Dichtung als verborgene TheologieVersuch einer Exegese von Pauls Celans `Einem, der vor der Tür stand`
Wallstein Verlag, Göttingen
2000
ISBN
9783892444312, Broschiert, 46Seiten, 14,32
EUR
Klappentext
Albrecht Schöne spürt die "verborgene Theologie" in der hermeneutischen Dichtung Celans auf. Keine Dichtung des 20. Jahrhunderts, von Franz Kafkas Werken vielleicht abgesehen, widersetzt sich so hartnäckig dem Verständnis der Leser wie die Gedichte Paul Celans. Es erweist sich daher als ergiebig, daß Albrecht Schöne in diesem Vortrag an einem Gedicht die Züge einer "verborgenen Theologie" hervorhebt, deren Verborgenheit notwendige Eigenart des Textes selber ist. Das Verborgene, die Dunkelheit, so macht Schöne deutlich, läßt sich nicht erhellen und verständlich machen.

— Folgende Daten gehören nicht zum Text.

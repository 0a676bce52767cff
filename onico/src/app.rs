use anyhow::{bail, Result};
use onico_api::endpoints::appointments::Appointment;
use onico_api::endpoints::dashboard::{AdvancedStats, DashboardData};
use onico_api::endpoints::Cents;
use onico_api::{ApiError, Client, Request};
use onico_auth::{Session, Settings};
use secrecy::SecretString;
use std::io::Write;
use std::sync::Arc;
use tokio::task::JoinHandle;

use crate::cli::Command;

pub struct App {
    session: Arc<Session>,
    _expiry: JoinHandle<()>,
}

impl App {
    pub fn connect(settings: &Settings) -> Result<Self> {
        let client = onico_auth::connect(settings)?;
        Ok(Self::new(Arc::new(client)))
    }

    /// Must be called inside a tokio runtime.
    pub fn new(client: Arc<Client>) -> Self {
        let session = Arc::new(Session::new(client));
        let expiry = session.watch_expiry();
        Self {
            session,
            _expiry: expiry,
        }
    }

    pub fn session(&self) -> &Arc<Session> {
        &self.session
    }

    pub async fn run<W: Write>(&self, command: Command, out: &mut W) -> Result<()> {
        tracing::debug!(?command, "Running command");

        match command {
            Command::Login { email, password } => {
                let password = password_or_prompt(password)?;
                let user = self.session.login(email, password).await?;
                writeln!(out, "✓ Logged in as {}", user.full_name())?;
            }
            Command::Register {
                first_name,
                last_name,
                email,
                password,
            } => {
                let password = password_or_prompt(password)?;
                let user = self
                    .session
                    .register(first_name, last_name, email, password)
                    .await?;
                writeln!(out, "✓ Registered {} <{}>", user.full_name(), user.email)?;
            }
            Command::Logout => {
                self.session.logout();
                writeln!(out, "Logged out")?;
            }
            Command::Whoami => {
                self.session.initialize().await;
                match self.session.current_user() {
                    Some(user) => writeln!(out, "{} <{}>", user.full_name(), user.email)?,
                    None => writeln!(out, "Not logged in")?,
                }
            }
            command => {
                if !self.session.is_authenticated() {
                    bail!("Not logged in. Run `onico login <email>` first.");
                }
                self.fetch(command, out).await.map_err(session_hint)?;
            }
        }

        Ok(())
    }

    async fn fetch<W: Write>(&self, command: Command, out: &mut W) -> Result<()> {
        let client = self.session.client();

        match command {
            Command::Clients => {
                let clients = client.send(Request::clients().list()).await?;
                for customer in &clients {
                    let contact = customer
                        .phone
                        .as_deref()
                        .or(customer.email.as_deref())
                        .unwrap_or("-");
                    writeln!(out, "{:<30} {}", customer.full_name(), contact)?;
                }
                writeln!(out, "{} clients", clients.len())?;
            }
            Command::Services => {
                let services = client.send(Request::services().list()).await?;
                for service in services.iter().filter(|s| s.active) {
                    writeln!(
                        out,
                        "{:<30} {:>10} {}",
                        service.name,
                        service.price.to_string(),
                        service.formatted_duration()
                    )?;
                }
            }
            Command::Appointments { date } => {
                let mut request = Request::appointments().list();
                if let Some(date) = date {
                    request = request.date(date);
                }
                let appointments = client.send(request).await?;
                if appointments.is_empty() {
                    writeln!(out, "No appointments")?;
                }
                for appointment in &appointments {
                    writeln!(out, "{}", format_appointment(appointment))?;
                }
            }
            Command::Promotions => {
                let promotions = client.send(Request::promotions().active()).await?;
                for promotion in &promotions {
                    writeln!(
                        out,
                        "{:<30} -{}%",
                        promotion.name, promotion.discount_percent
                    )?;
                }
            }
            Command::Dashboard => {
                let dashboard = client.send(Request::dashboard().summary()).await?;
                for line in format_dashboard(&dashboard) {
                    writeln!(out, "{}", line)?;
                }
            }
            Command::Stats => {
                let stats = client.send(Request::dashboard().stats()).await?;
                for line in format_stats(&stats) {
                    writeln!(out, "{}", line)?;
                }
            }
            Command::InvalidateCache => {
                client.send(Request::system().invalidate_cache()).await?;
                writeln!(out, "✓ Cache invalidated")?;
            }
            command => bail!("{:?} does not fetch data", command),
        }

        Ok(())
    }
}

fn session_hint(err: anyhow::Error) -> anyhow::Error {
    match err.downcast_ref::<ApiError>() {
        Some(ApiError::SessionExpired) => anyhow::anyhow!("Session expired. Please log in again."),
        _ => err,
    }
}

fn password_or_prompt(password: Option<String>) -> Result<SecretString> {
    if let Some(password) = password {
        return Ok(SecretString::from(password));
    }

    print!("Password: ");
    std::io::stdout().flush()?;

    let mut input = String::new();
    std::io::stdin().read_line(&mut input)?;
    let password = input.trim_end_matches(['\r', '\n']).to_string();
    if password.is_empty() {
        bail!("Password is required");
    }
    Ok(SecretString::from(password))
}

fn format_appointment(appointment: &Appointment) -> String {
    let client = appointment
        .client
        .as_ref()
        .map(|client| client.full_name())
        .unwrap_or_else(|| "Unknown client".to_string());

    let mut line = format!(
        "{} {:<13} {}",
        appointment.date,
        appointment.time_range(),
        client
    );
    if let Some(price) = appointment.total_price {
        line.push_str(&format!(" {}", price));
    }
    if appointment.is_cancelled() {
        line.push_str(" [cancelled]");
    }
    line
}

fn format_dashboard(dashboard: &DashboardData) -> Vec<String> {
    let mut lines = vec![
        format!("Clients:            {}", dashboard.total_clients),
        format!("New this month:     {}", dashboard.new_clients_this_month),
        format!("Earnings (month):   {}", dashboard.monthly_earnings),
    ];

    if dashboard.next_appointments.is_empty() {
        lines.push("No upcoming appointments".to_string());
    } else {
        lines.push("Upcoming:".to_string());
        lines.extend(
            dashboard
                .next_appointments
                .iter()
                .map(|a| format!("  {}", format_appointment(a))),
        );
    }
    lines
}

/// Amounts in the stats payload are cents carried as floats.
fn cents(value: f64) -> Cents {
    Cents::new(value.round() as i64)
}

fn format_stats(stats: &AdvancedStats) -> Vec<String> {
    if stats.is_empty() {
        return vec!["No statistics available yet".to_string()];
    }

    let mut lines = Vec::new();
    if !stats.top_spenders.is_empty() {
        lines.push("Top spenders:".to_string());
        for spender in &stats.top_spenders {
            lines.push(format!(
                "  {} {} {}",
                spender.first_name,
                spender.last_name,
                cents(spender.total_spend)
            ));
        }
    }
    if !stats.top_services.is_empty() {
        lines.push("Top services:".to_string());
        for service in &stats.top_services {
            lines.push(format!("  {} ({})", service.name, service.usage_count));
        }
    }
    if !stats.monthly_revenue.is_empty() {
        lines.push("Monthly revenue:".to_string());
        for month in &stats.monthly_revenue {
            lines.push(format!("  {} {}", month.month, cents(month.revenue)));
        }
    }
    if !stats.unreliable_clients.is_empty() {
        lines.push("Most cancellations:".to_string());
        for client in &stats.unreliable_clients {
            lines.push(format!(
                "  {} {} ({})",
                client.first_name, client.last_name, client.count
            ));
        }
    }
    lines
}
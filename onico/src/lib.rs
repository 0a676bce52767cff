mod app;
pub mod cli;
pub mod logging;

pub use app::App;
pub use cli::{Cli, Command};
use super::appointments::Appointment;
use super::{null_as_default, required, Cents, NoData, Request};
use crate::error::ApiError;
use serde::{Deserialize, Serialize};
use std::borrow::Cow;
use uuid::Uuid;

// Common

/// Home-screen summary; every counter defaults to zero when the backend omits it.
#[derive(Default, Debug, Clone, PartialEq, Eq, Serialize, Deserialize)]
#[serde(rename_all = "camelCase")]
pub struct DashboardData {
    #[serde(default, deserialize_with = "null_as_default")]
    pub next_appointments: Vec<Appointment>,
    #[serde(default, deserialize_with = "null_as_default")]
    pub total_clients: u32,
    #[serde(default, deserialize_with = "null_as_default")]
    pub new_clients_this_month: u32,
    #[serde(default, deserialize_with = "null_as_default")]
    pub monthly_earnings: Cents,
}

#[derive(Default, Debug, Clone, PartialEq, Serialize, Deserialize)]
#[serde(rename_all = "camelCase")]
pub struct AdvancedStats {
    #[serde(default, deserialize_with = "null_as_default")]
    pub top_spenders: Vec<TopSpender>,
    #[serde(default, deserialize_with = "null_as_default")]
    pub top_services: Vec<TopService>,
    #[serde(default, deserialize_with = "null_as_default")]
    pub monthly_revenue: Vec<MonthlyRevenue>,
    #[serde(default, deserialize_with = "null_as_default")]
    pub flop_spenders: Vec<TopSpender>,
    #[serde(default, deserialize_with = "null_as_default")]
    pub flop_services: Vec<TopService>,
    #[serde(default, deserialize_with = "null_as_default")]
    pub unreliable_clients: Vec<UnreliableClient>,
}

impl AdvancedStats {
    pub fn is_empty(&self) -> bool {
        self.top_spenders.is_empty()
            && self.top_services.is_empty()
            && self.monthly_revenue.is_empty()
            && self.flop_spenders.is_empty()
            && self.flop_services.is_empty()
            && self.unreliable_clients.is_empty()
    }
}

#[derive(Debug, Clone, PartialEq, Serialize, Deserialize)]
#[serde(rename_all = "camelCase")]
pub struct TopSpender {
    pub id: Option<Uuid>,
    pub first_name: String,
    pub last_name: String,
    /// Cents
    pub total_spend: f64,
}

#[derive(Debug, Clone, PartialEq, Eq, Serialize, Deserialize)]
#[serde(rename_all = "camelCase")]
pub struct TopService {
    pub id: Option<Uuid>,
    pub name: String,
    pub usage_count: u32,
}

#[derive(Debug, Clone, PartialEq, Serialize, Deserialize)]
#[serde(rename_all = "camelCase")]
pub struct MonthlyRevenue {
    /// `YYYY-MM`
    pub month: String,
    /// Cents
    pub revenue: f64,
}

#[derive(Debug, Clone, PartialEq, Eq, Serialize, Deserialize)]
#[serde(rename_all = "camelCase")]
pub struct UnreliableClient {
    pub id: Option<Uuid>,
    pub first_name: String,
    pub last_name: String,
    pub count: u32,
}

// Requests

#[derive(Default, Debug, Clone)]
pub struct GetDashboard;

impl Request for GetDashboard {
    type Data = NoData;
    type Response = DashboardData;
    type Output = DashboardData;

    fn endpoint(&self) -> Cow<'_, str> {
        "/dashboard".into()
    }

    fn output(payload: Option<Self::Response>) -> Result<Self::Output, ApiError> {
        required(payload)
    }
}

#[derive(Default, Debug, Clone)]
pub struct GetStats;

impl Request for GetStats {
    type Data = NoData;
    type Response = AdvancedStats;
    type Output = AdvancedStats;

    fn endpoint(&self) -> Cow<'_, str> {
        "/dashboard/stats".into()
    }

    fn output(payload: Option<Self::Response>) -> Result<Self::Output, ApiError> {
        required(payload)
    }
}
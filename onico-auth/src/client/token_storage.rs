use crate::error::AuthError;
use onico_api::{CredentialKey, CredentialStore, Credentials, StoreError};
use std::collections::BTreeMap;
use std::fs::{self, OpenOptions};
use std::io::Write;
use std::path::{Path, PathBuf};
use std::sync::{Mutex, MutexGuard};

type Entries = BTreeMap<String, String>;

/// Credential store backed by a JSON file readable only by the current user.
pub struct FileCredentialStore {
    token_path: PathBuf,
    lock: Mutex<()>,
}

impl FileCredentialStore {
    pub fn new() -> Result<Self, AuthError> {
        let cache_dir = Self::get_cache_dir()?;
        Self::at(cache_dir.join("credentials.json"))
    }

    /// Store credentials at an explicit location.
    pub fn at(token_path: impl Into<PathBuf>) -> Result<Self, AuthError> {
        let token_path = token_path.into();

        // Create cache directory if it doesn't exist
        if let Some(parent) = token_path.parent() {
            if !parent.as_os_str().is_empty() && !parent.exists() {
                fs::create_dir_all(parent).map_err(|e| {
                    AuthError::Configuration(format!("Failed to create cache directory: {}", e))
                })?;
            }
        }

        Ok(Self {
            token_path,
            lock: Mutex::new(()),
        })
    }

    fn get_cache_dir() -> Result<PathBuf, AuthError> {
        let cache_dir = dirs::cache_dir()
            .ok_or_else(|| AuthError::Configuration("Could not find cache directory".into()))?
            .join("onicotech");
        Ok(cache_dir)
    }

    pub fn path(&self) -> &Path {
        &self.token_path
    }

    fn guard(&self) -> Result<MutexGuard<'_, ()>, StoreError> {
        self.lock.lock().map_err(|_| StoreError::Poisoned)
    }

    fn read(&self) -> Result<Entries, StoreError> {
        if !self.token_path.exists() {
            return Ok(Entries::new());
        }

        let json = fs::read_to_string(&self.token_path)?;
        Ok(serde_json::from_str(&json)?)
    }

    fn write(&self, entries: &Entries) -> Result<(), StoreError> {
        if entries.is_empty() {
            if self.token_path.exists() {
                fs::remove_file(&self.token_path)?;
            }
            return Ok(());
        }

        let json = serde_json::to_string_pretty(entries)?;

        let mut options = OpenOptions::new();
        options.write(true).create(true).truncate(true);
        // Owner read/write only, from the moment the file exists
        #[cfg(unix)]
        {
            use std::os::unix::fs::OpenOptionsExt;
            options.mode(0o600);
        }
        let mut file = options.open(&self.token_path)?;

        // `mode` only applies on creation; tighten files left by older runs
        #[cfg(unix)]
        {
            use std::os::unix::fs::PermissionsExt;
            file.set_permissions(fs::Permissions::from_mode(0o600))?;
        }

        file.write_all(json.as_bytes())?;
        Ok(())
    }
}

fn insert_pair(entries: &mut Entries, credentials: &Credentials) {
    for key in CredentialKey::ALL {
        entries.insert(key.as_str().to_string(), credentials.get(key).to_string());
    }
}

impl CredentialStore for FileCredentialStore {
    fn get(&self, key: CredentialKey) -> Result<Option<String>, StoreError> {
        let _guard = self.guard()?;
        Ok(self.read()?.remove(key.as_str()))
    }

    fn set(&self, key: CredentialKey, value: &str) -> Result<(), StoreError> {
        let _guard = self.guard()?;
        let mut entries = self.read()?;
        entries.insert(key.as_str().to_string(), value.to_string());
        self.write(&entries)
    }

    fn remove(&self, key: CredentialKey) -> Result<(), StoreError> {
        let _guard = self.guard()?;
        let mut entries = self.read()?;
        if entries.remove(key.as_str()).is_some() {
            self.write(&entries)?;
        }
        Ok(())
    }

    fn load(&self) -> Result<Option<Credentials>, StoreError> {
        let _guard = self.guard()?;
        let mut entries = self.read()?;
        let access = entries.remove(CredentialKey::AccessToken.as_str());
        let refresh = entries.remove(CredentialKey::RefreshToken.as_str());
        Ok(access.zip(refresh).map(|(a, r)| Credentials::new(a, r)))
    }

    fn save(&self, credentials: &Credentials) -> Result<(), StoreError> {
        let _guard = self.guard()?;
        let mut entries = self.read()?;
        insert_pair(&mut entries, credentials);
        self.write(&entries)
    }

    fn clear(&self) -> Result<(), StoreError> {
        let _guard = self.guard()?;
        let mut entries = self.read().unwrap_or_default();
        for key in CredentialKey::ALL {
            entries.remove(key.as_str());
        }
        self.write(&entries)
    }

    fn rotate(&self, previous_refresh: &str, next: &Credentials) -> Result<bool, StoreError> {
        let _guard = self.guard()?;
        let mut entries = self.read()?;
        if entries.get(CredentialKey::RefreshToken.as_str()).map(String::as_str)
            != Some(previous_refresh)
        {
            return Ok(false);
        }
        insert_pair(&mut entries, next);
        self.write(&entries)?;
        Ok(true)
    }
}
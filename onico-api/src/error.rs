use serde::Deserialize;
use thiserror::Error;

use crate::store::StoreError;

#[derive(Error, Debug)]
pub enum ApiError {
    #[error("Invalid URL: {0}")]
    InvalidUrl(String),

    #[error("Invalid response from server")]
    InvalidResponse,

    #[error("{0}")]
    Server(String),

    #[error("Decoding error: {0}")]
    Decoding(String),

    #[error("Network error: {0}")]
    Network(String),

    #[error("Session expired")]
    SessionExpired,

    #[error("Credential storage error: {0}")]
    Storage(#[from] StoreError),
}

impl ApiError {
    /// Build the error for a non-2xx response, preferring the server's message.
    pub(crate) fn from_status(status: u16, body: &[u8]) -> Self {
        match serde_json::from_slice::<ErrorResponse>(body) {
            Ok(ErrorResponse {
                message: Some(message),
            }) => ApiError::Server(message),
            _ => ApiError::Server(format!("server error, code {}", status)),
        }
    }

    pub fn is_session_expired(&self) -> bool {
        matches!(self, ApiError::SessionExpired)
    }
}

impl From<reqwest::Error> for ApiError {
    fn from(err: reqwest::Error) -> Self {
        ApiError::Network(err.to_string())
    }
}

/// Error bodies share the envelope shape; only the message matters here.
#[derive(Debug, Clone, Deserialize)]
struct ErrorResponse {
    message: Option<String>,
}

#[cfg(test)]
mod tests {
    use super::*;

    #[test]
    fn server_message_is_used_when_present() {
        let err = ApiError::from_status(409, br#"{"data":null,"message":"Slot already taken"}"#);
        assert!(matches!(err, ApiError::Server(ref m) if m == "Slot already taken"));
    }

    #[test]
    fn status_code_is_synthesized_without_message() {
        let err = ApiError::from_status(502, b"<html>Bad Gateway</html>");
        assert_eq!(err.to_string(), "server error, code 502");

        let err = ApiError::from_status(500, br#"{"data":null,"message":null}"#);
        assert_eq!(err.to_string(), "server error, code 500");
    }
}
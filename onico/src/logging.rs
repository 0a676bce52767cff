use anyhow::Result;
use chrono::Local;
use std::path::{Path, PathBuf};
use tracing_appender::non_blocking::{NonBlocking, WorkerGuard};
use tracing_subscriber::{fmt, layer::SubscriberExt, util::SubscriberInitExt, EnvFilter};

/// Initialize tracing with file-based logging
/// Logs are written to ~/.config/onicotech/logs/onico-YYYY-MM-DD-HH-MM-SS.log
///
/// Pending lines are flushed when the returned guard is dropped, so hold it
/// until the command has finished.
pub fn init_logging() -> Result<(PathBuf, WorkerGuard)> {
    let config_dir = dirs::config_dir()
        .ok_or(anyhow::anyhow!("Could not find config directory"))?
        .join("onicotech");

    let (log_path, non_blocking, guard) = log_file(&config_dir.join("logs"))?;

    let file_layer = fmt::layer()
        .with_writer(non_blocking)
        .with_ansi(false) // No ANSI codes in log file
        .with_target(true)
        .with_thread_ids(true)
        .with_line_number(true);

    // Default to INFO, overridable with RUST_LOG
    let filter = EnvFilter::try_from_default_env().unwrap_or_else(|_| EnvFilter::new("info"));

    tracing_subscriber::registry()
        .with(filter)
        .with(file_layer)
        .init();

    Ok((log_path, guard))
}

/// Non-blocking writer for a new timestamped file in `logs_dir`.
fn log_file(logs_dir: &Path) -> Result<(PathBuf, NonBlocking, WorkerGuard)> {
    std::fs::create_dir_all(logs_dir)?;

    let timestamp = Local::now().format("%Y-%m-%d-%H-%M-%S");
    let log_filename = format!("onico-{}.log", timestamp);
    let log_path = logs_dir.join(&log_filename);

    let file_appender = tracing_appender::rolling::never(logs_dir, &log_filename);
    let (non_blocking, guard) = tracing_appender::non_blocking(file_appender);
    Ok((log_path, non_blocking, guard))
}

#[cfg(test)]
mod tests {
    use super::*;

    #[test]
    fn dropping_the_guard_flushes_pending_lines() {
        let dir = tempfile::tempdir().unwrap();
        let (log_path, writer, guard) = log_file(&dir.path().join("logs")).unwrap();
        let subscriber = tracing_subscriber::fmt().with_writer(writer).with_ansi(false).finish();

        tracing::subscriber::with_default(subscriber, || {
            tracing::info!("Logged out");
        });
        drop(guard);

        let contents = std::fs::read_to_string(log_path).unwrap();
        assert!(contents.contains("Logged out"));
    }
}
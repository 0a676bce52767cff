use super::{list, required, Ignored, Method, NoData, Request, RequestData, Upload};
use crate::error::ApiError;
use chrono::{DateTime, Utc};
use serde::{Deserialize, Serialize};
use std::borrow::Cow;
use std::fmt::Display;
use uuid::Uuid;

// Common

#[derive(Debug, Clone, Copy, PartialEq, Eq, Hash, Serialize, Deserialize)]
#[serde(rename_all = "lowercase")]
pub enum PhotoKind {
    Before,
    After,
    #[serde(other)]
    Other,
}

impl Display for PhotoKind {
    fn fmt(&self, f: &mut std::fmt::Formatter<'_>) -> std::fmt::Result {
        match self {
            Self::Before => f.write_str("before"),
            Self::After => f.write_str("after"),
            Self::Other => f.write_str("other"),
        }
    }
}

#[derive(Debug, Clone, PartialEq, Eq, Hash, Serialize, Deserialize)]
#[serde(rename_all = "camelCase")]
pub struct Photo {
    pub id: Uuid,
    pub appointment_id: Uuid,
    #[serde(rename = "type")]
    pub kind: PhotoKind,
    pub created_at: DateTime<Utc>,
}

impl Photo {
    pub fn thumbnail_path(&self) -> String {
        format!("/photos/{}/thumbnail", self.id)
    }

    pub fn original_path(&self) -> String {
        format!("/photos/{}/view", self.id)
    }
}

// Requests

#[derive(Debug, Clone)]
pub struct ListAppointmentPhotos {
    appointment_id: Uuid,
}

impl ListAppointmentPhotos {
    pub fn new(appointment_id: Uuid) -> Self {
        Self { appointment_id }
    }
}

impl Request for ListAppointmentPhotos {
    type Data = NoData;
    type Response = Vec<Photo>;
    type Output = Vec<Photo>;

    fn endpoint(&self) -> Cow<'_, str> {
        format!("/appointments/{}/photos", self.appointment_id).into()
    }

    fn output(payload: Option<Self::Response>) -> Result<Self::Output, ApiError> {
        list(payload)
    }
}

/// JPEG upload attached to an appointment.
#[derive(Debug, Clone)]
pub struct UploadPhoto {
    appointment_id: Uuid,
    kind: PhotoKind,
    image: Vec<u8>,
}

impl UploadPhoto {
    pub fn new(appointment_id: Uuid, kind: PhotoKind, image: Vec<u8>) -> Self {
        Self {
            appointment_id,
            kind,
            image,
        }
    }
}

impl Request for UploadPhoto {
    type Data = NoData;
    type Response = Photo;
    type Output = Photo;
    const METHOD: Method = Method::POST;

    fn endpoint(&self) -> Cow<'_, str> {
        format!("/appointments/{}/photos", self.appointment_id).into()
    }

    fn data(&self) -> RequestData<&Self::Data> {
        RequestData::Multipart(
            Upload::jpeg("image", self.image.clone())
                .text("appointmentId", self.appointment_id.to_string())
                .text("type", self.kind.to_string()),
        )
    }

    fn output(payload: Option<Self::Response>) -> Result<Self::Output, ApiError> {
        required(payload)
    }
}

#[derive(Debug, Clone)]
pub struct DeletePhoto {
    id: Uuid,
}

impl DeletePhoto {
    pub fn new(id: Uuid) -> Self {
        Self { id }
    }
}

impl Request for DeletePhoto {
    type Data = NoData;
    type Response = Ignored;
    type Output = ();
    const METHOD: Method = Method::DELETE;

    fn endpoint(&self) -> Cow<'_, str> {
        format!("/photos/{}", self.id).into()
    }

    fn output(_: Option<Self::Response>) -> Result<Self::Output, ApiError> {
        Ok(())
    }
}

Allerdings läßt sich das Verborgene aufweisen, ohne seine Verborgenheit anzutasten. "Der in Celan verborgene Paul Pessach Antschel läßt den Autor des Gedichts mit den Worten, die er seiner als Ich bezeichneten dichterischen Figur zu sprechen gibt, hier bis an die Grenze der Sprache gehen, die nach Wittgensteins bekanntem Diktum auch die Grenzen unserer Welt bedeuten."
Rezensionsnotiz zu
Süddeutsche Zeitung, 01.12.2000
Mit großer Begeisterung bespricht Kurt Oesterle diesen Band, den er für eine "lobenswerte Ausnahme" im Betrieb der Literaturwissenschaft hält. Denn professionelle Textinterpretation läuft seiner Ansicht nach viel zu oft in eine "leserabweisende Fremdheit" hinaus. Nicht so bei Schöne, der zwar nur ein einziges Gedicht Celans vorstellt, aber dem Leser dennoch auch das Handwerkszeug vermittelt, andere Texte des Dichters besser analysieren zu können. Schöne ist hier, wie Oesterle betont, seiner eigenen Forderung nach Verzicht auf `Imponiergehabe` und `rücksichtslosen Spezialjargon` in der Germanistenzunft gerecht geworden. So werde mit Hilfe kulturhistorischer Lexika zunächst einmal rätselhafter Begriffe wie `Kielkropf` oder auch `Rabbi Löw` nachgegangen, Textstellen mit Passagen aus Briefen oder Reden Celans verglichen oder auch "biografisch und zeitgeschichtliche Details" untersucht, die bei Celans Dichtung eine große Rolle spielen. Oesterle nennt Schöne einen "Scout", der dem Leser die Geheimnisse des Gedichts erschließt, ohne dabei jedoch einen gewissen Abstand zu überschreiten. Nicht zuletzt weist der Rezensent darauf hin, dass Schöne den allgemeinen Verlust des Bibelwissens bei der Bevölkerung beklagt, denn diese Kenntnisse sind für ihn nicht nur bei der Interpretation von Celans Werken unabdingbar, sondern bilden für ihn eine "übergreifende Verstehensfähigkeit und Verständigungsgrundlage", die nicht durch wirtschaftliche oder politische Gemeinsamkeiten ersetzt werden könnten.